→ Exercise goal
Answer with the number of lines in the records that contain "database" and with nothing else.

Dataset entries
----------
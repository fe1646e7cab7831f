use std::path::PathBuf;

use clap::{Args, Subcommand};

/// Top-level command tree.
#[derive(Clone, Debug, Subcommand)]
pub enum Commands {
    /// Compare conjugation records against the regular patterns.
    Analyze(AnalyzeArgs),
    /// Mark tenses of a verb as irregular (or regular again).
    Mark(MarkArgs),
    /// Show what the verb database knows about a verb.
    Info(InfoArgs),
    /// List verbs by group and tense irregularity.
    List(ListArgs),
    /// Verb counts per group.
    Groups,
    /// Convert a legacy verb database to per-tense irregularity.
    Migrate(MigrateArgs),
    /// Build a legacy verb database from raw verb lists.
    Import(ImportArgs),
    /// Conjugate a verb from the rule tables.
    Conjugate(ConjugateArgs),
    /// Draw a random quiz question from the verb database.
    Quiz(QuizArgs),
    /// Check a German quiz answer.
    Check(CheckArgs),
    /// Print the JSON schema of a response type.
    Schema(SchemaArgs),
}

#[derive(Clone, Debug, Args)]
pub struct AnalyzeArgs {
    /// Record files, or directories of `*.json` records.
    #[arg(required = true)]
    pub paths: Vec<PathBuf>,
}

#[derive(Clone, Debug, Args)]
pub struct MarkArgs {
    /// Verb infinitive as stored in the database.
    pub verb: String,
    /// Tenses to mark (presente, imperfetto, futuro, passato_remoto, ...).
    #[arg(required_unless_present = "all_tenses")]
    pub tenses: Vec<String>,
    /// Mark every tense.
    #[arg(long, conflicts_with = "tenses")]
    pub all_tenses: bool,
    /// Mark the tenses regular instead.
    #[arg(long)]
    pub remove: bool,
}

#[derive(Clone, Debug, Args)]
pub struct InfoArgs {
    pub verb: String,
}

#[derive(Clone, Debug, Args)]
pub struct ListArgs {
    /// ARE, ERE, IRE, OTHER, REGULAR, IRREGULAR (or ONREGELMATIG). All verbs when omitted.
    #[arg(long)]
    pub group: Option<String>,
    /// Narrow REGULAR/IRREGULAR to one tense.
    #[arg(long)]
    pub tense: Option<String>,
}

#[derive(Clone, Debug, Args)]
pub struct MigrateArgs {
    /// Legacy database (defaults to the configured catalog path).
    #[arg(long)]
    pub from: Option<PathBuf>,
    /// Output file for the migrated database.
    #[arg(long)]
    pub to: PathBuf,
}

#[derive(Clone, Debug, Args)]
pub struct ImportArgs {
    /// Directory of raw verb lists (defaults to `catalog.raw_dir`).
    #[arg(long)]
    pub dir: Option<PathBuf>,
    /// Output file (defaults to the configured catalog path).
    #[arg(long)]
    pub out: Option<PathBuf>,
}

#[derive(Clone, Debug, Args)]
pub struct ConjugateArgs {
    pub verb: String,
    /// Single tense; every supported tense when omitted.
    #[arg(long)]
    pub tense: Option<String>,
    /// it, de (defaults to `general.default_language`).
    #[arg(long)]
    pub language: Option<String>,
}

#[derive(Clone, Debug, Args)]
pub struct QuizArgs {
    /// Comma-separated groups: ARE, ERE, IRE, OTHER, REGULAR, IRREGULAR, ONREGELMATIG.
    #[arg(long, default_value = "ARE,ONREGELMATIG")]
    pub groups: String,
    /// Comma-separated tenses to draw from.
    #[arg(long, default_value = "presente")]
    pub tenses: String,
    /// Language whose person labels are used (defaults to `general.default_language`).
    #[arg(long)]
    pub language: Option<String>,
}

#[derive(Clone, Debug, Args)]
pub struct CheckArgs {
    pub verb: String,
    /// ich, du, er/sie/es, wir, ihr, sie/Sie.
    #[arg(long)]
    pub person: String,
    /// presente, imperfetto, passato_prossimo, futuro.
    #[arg(long)]
    pub tense: String,
    /// The answer to check; the pronoun may be included.
    #[arg(long, allow_hyphen_values = true)]
    pub answer: String,
}

#[derive(Clone, Debug, Args)]
pub struct SchemaArgs {
    /// Response type name, e.g. `analyze` or `AnalyzeResponse`.
    pub type_name: String,
}
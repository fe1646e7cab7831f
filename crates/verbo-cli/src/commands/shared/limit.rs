/// Compute effective limit with precedence: global flag -> configured default.
#[must_use]
pub fn effective_limit(flag: Option<u32>, configured: u32) -> usize {
    usize::try_from(flag.unwrap_or(configured)).unwrap_or(usize::MAX)
}

#[cfg(test)]
mod tests {
    use super::effective_limit;

    #[test]
    fn flag_takes_precedence() {
        assert_eq!(effective_limit(Some(5), 50), 5);
    }

    #[test]
    fn configured_default_used_when_flag_missing() {
        assert_eq!(effective_limit(None, 50), 50);
    }
}
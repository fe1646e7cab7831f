//! Conjugation records as exported by the full conjugation engine.
//!
//! ```json
//! {
//!   "word": "andare",
//!   "conjugations": [
//!     { "group": "indicative/present", "value": "vado" },
//!     { "group": "indicative/present", "value": "vai" }
//!   ]
//! }
//! ```
//!
//! Values are grouped per tense in input order. Only the four indicative
//! tags with a regular rule are kept.

use std::path::Path;

use serde::{Deserialize, Serialize};
use verbo_core::{ConjugationTable, Tense, VerbAnalysis, VerbIdentity};

use crate::error::RulesError;
use crate::reporter;

/// Infinitive used when a record names neither `word` nor `description`.
pub const UNKNOWN_VERB: &str = "unknown";

#[derive(Debug, Clone, Default, PartialEq, Eq, Serialize, Deserialize)]
pub struct ConjugationEntry {
    #[serde(default)]
    pub group: String,
    #[serde(default)]
    pub value: String,
}

#[derive(Debug, Clone, Default, PartialEq, Eq, Serialize, Deserialize)]
pub struct ConjugationRecord {
    #[serde(default)]
    pub word: Option<String>,
    #[serde(default)]
    pub description: Option<String>,
    #[serde(default)]
    pub conjugations: Vec<ConjugationEntry>,
}

/// Tense for an engine tag, `None` for tags outside the analyzed set.
#[must_use]
pub fn tense_for_tag(tag: &str) -> Option<Tense> {
    match tag {
        "indicative/present" => Some(Tense::Presente),
        "indicative/imperfect" => Some(Tense::Imperfetto),
        "indicative/future" => Some(Tense::Futuro),
        "indicative/pasthistoric" => Some(Tense::PassatoRemoto),
        _ => None,
    }
}

impl ConjugationRecord {
    /// # Errors
    ///
    /// Returns [`RulesError::Json`] when the text is not a record object.
    pub fn from_json_str(text: &str) -> Result<Self, RulesError> {
        Ok(serde_json::from_str(text)?)
    }

    /// # Errors
    ///
    /// Returns [`RulesError::Io`] if the file cannot be read, or
    /// [`RulesError::Json`] if it is not a record object.
    pub fn from_path(path: &Path) -> Result<Self, RulesError> {
        let text = std::fs::read_to_string(path).map_err(|source| RulesError::Io {
            path: path.to_path_buf(),
            source,
        })?;
        Self::from_json_str(&text)
    }

    /// `word`, falling back to `description`, then [`UNKNOWN_VERB`].
    #[must_use]
    pub fn infinitive(&self) -> &str {
        self.word
            .as_deref()
            .or(self.description.as_deref())
            .unwrap_or(UNKNOWN_VERB)
    }

    /// Observed forms of the analyzed tenses, in record order.
    #[must_use]
    pub fn observed(&self) -> ConjugationTable {
        let mut table = ConjugationTable::new();
        for entry in &self.conjugations {
            match tense_for_tag(&entry.group) {
                Some(tense) => table.push(tense, entry.value.clone()),
                None => tracing::trace!(tag = %entry.group, "ignoring conjugation tag"),
            }
        }
        table
    }
}

/// Analyze one record.
///
/// The infinitive is trimmed and lower-cased before its root and group are
/// derived, so `"Andare"` is reported as `andare` with `ando, andi, ...` as
/// the regular presente.
///
/// # Errors
///
/// Returns [`RulesError::NoConjugations`] when none of the four analyzed tags
/// occur, and [`RulesError::Core`] when the infinitive is empty or not a
/// single word.
pub fn analyze_record(record: &ConjugationRecord) -> Result<VerbAnalysis, RulesError> {
    let observed = record.observed();
    if observed.is_empty() {
        return Err(RulesError::NoConjugations(record.infinitive().to_string()));
    }
    let identity = VerbIdentity::parse(record.infinitive())?;
    Ok(reporter::analyze(identity, &observed))
}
----------
→ Your response
7